EXERCISE OBJECTIVE -
Where "Debug" appears in a line of the entries below, that line should be copied.

Data records
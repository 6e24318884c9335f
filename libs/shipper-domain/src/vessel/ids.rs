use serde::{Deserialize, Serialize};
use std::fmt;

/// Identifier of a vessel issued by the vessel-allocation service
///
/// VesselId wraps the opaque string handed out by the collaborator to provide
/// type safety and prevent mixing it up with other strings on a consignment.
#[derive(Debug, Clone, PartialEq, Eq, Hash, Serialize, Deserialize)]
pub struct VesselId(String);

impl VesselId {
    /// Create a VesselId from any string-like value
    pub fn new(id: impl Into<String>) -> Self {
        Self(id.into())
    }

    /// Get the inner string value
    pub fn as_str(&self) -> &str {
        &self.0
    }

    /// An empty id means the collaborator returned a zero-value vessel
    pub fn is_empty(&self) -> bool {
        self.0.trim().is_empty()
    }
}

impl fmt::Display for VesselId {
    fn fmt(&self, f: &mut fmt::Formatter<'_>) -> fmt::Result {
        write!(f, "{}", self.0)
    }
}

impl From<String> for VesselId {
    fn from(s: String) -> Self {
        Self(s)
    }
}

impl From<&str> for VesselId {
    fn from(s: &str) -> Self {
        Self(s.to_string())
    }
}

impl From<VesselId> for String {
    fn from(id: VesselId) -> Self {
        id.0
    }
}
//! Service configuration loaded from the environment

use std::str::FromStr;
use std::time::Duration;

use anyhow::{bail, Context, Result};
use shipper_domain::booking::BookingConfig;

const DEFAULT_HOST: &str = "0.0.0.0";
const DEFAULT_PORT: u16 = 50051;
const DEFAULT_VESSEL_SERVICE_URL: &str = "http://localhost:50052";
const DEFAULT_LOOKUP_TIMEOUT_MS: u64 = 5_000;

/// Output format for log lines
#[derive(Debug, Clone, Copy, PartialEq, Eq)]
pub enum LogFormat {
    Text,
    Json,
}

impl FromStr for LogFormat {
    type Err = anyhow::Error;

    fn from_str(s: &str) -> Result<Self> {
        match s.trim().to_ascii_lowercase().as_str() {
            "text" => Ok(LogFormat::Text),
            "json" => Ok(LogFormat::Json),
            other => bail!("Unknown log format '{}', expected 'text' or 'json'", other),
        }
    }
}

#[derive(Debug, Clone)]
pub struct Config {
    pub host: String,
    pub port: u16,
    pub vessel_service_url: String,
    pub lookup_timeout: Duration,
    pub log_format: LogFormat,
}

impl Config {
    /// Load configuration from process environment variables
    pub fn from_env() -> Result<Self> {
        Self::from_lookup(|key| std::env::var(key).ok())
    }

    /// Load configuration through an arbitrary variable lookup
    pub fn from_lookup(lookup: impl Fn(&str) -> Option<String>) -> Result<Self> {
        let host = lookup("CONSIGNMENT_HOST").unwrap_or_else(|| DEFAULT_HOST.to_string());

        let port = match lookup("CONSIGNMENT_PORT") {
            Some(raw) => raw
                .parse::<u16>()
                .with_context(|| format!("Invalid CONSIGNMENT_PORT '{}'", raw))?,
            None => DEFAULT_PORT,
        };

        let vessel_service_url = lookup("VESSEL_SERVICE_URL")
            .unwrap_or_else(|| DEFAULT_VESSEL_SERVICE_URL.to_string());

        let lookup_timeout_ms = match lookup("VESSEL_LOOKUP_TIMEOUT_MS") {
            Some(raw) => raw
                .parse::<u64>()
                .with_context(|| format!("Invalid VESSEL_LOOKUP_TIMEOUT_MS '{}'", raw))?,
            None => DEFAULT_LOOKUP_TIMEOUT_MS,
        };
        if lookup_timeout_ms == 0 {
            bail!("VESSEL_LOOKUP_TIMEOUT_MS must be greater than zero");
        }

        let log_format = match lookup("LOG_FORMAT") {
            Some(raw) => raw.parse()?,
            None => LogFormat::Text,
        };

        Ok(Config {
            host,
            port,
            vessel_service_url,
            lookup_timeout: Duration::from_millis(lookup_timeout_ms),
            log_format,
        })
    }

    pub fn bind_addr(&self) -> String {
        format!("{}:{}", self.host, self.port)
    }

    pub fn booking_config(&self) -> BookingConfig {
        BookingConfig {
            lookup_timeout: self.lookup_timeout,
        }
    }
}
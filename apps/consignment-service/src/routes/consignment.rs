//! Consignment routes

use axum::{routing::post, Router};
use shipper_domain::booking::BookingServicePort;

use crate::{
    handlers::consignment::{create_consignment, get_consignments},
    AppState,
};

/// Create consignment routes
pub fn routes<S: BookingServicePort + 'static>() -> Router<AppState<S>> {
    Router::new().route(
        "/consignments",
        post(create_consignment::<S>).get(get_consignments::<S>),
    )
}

EXPECTED OUTPUT -
#[derive(Debug, Clone, PartialEq, Eq, Hash, Serialize, Deserialize)]
#[derive(Debug, Clone, Copy, PartialEq, Eq)]
#[derive(Debug, Clone)]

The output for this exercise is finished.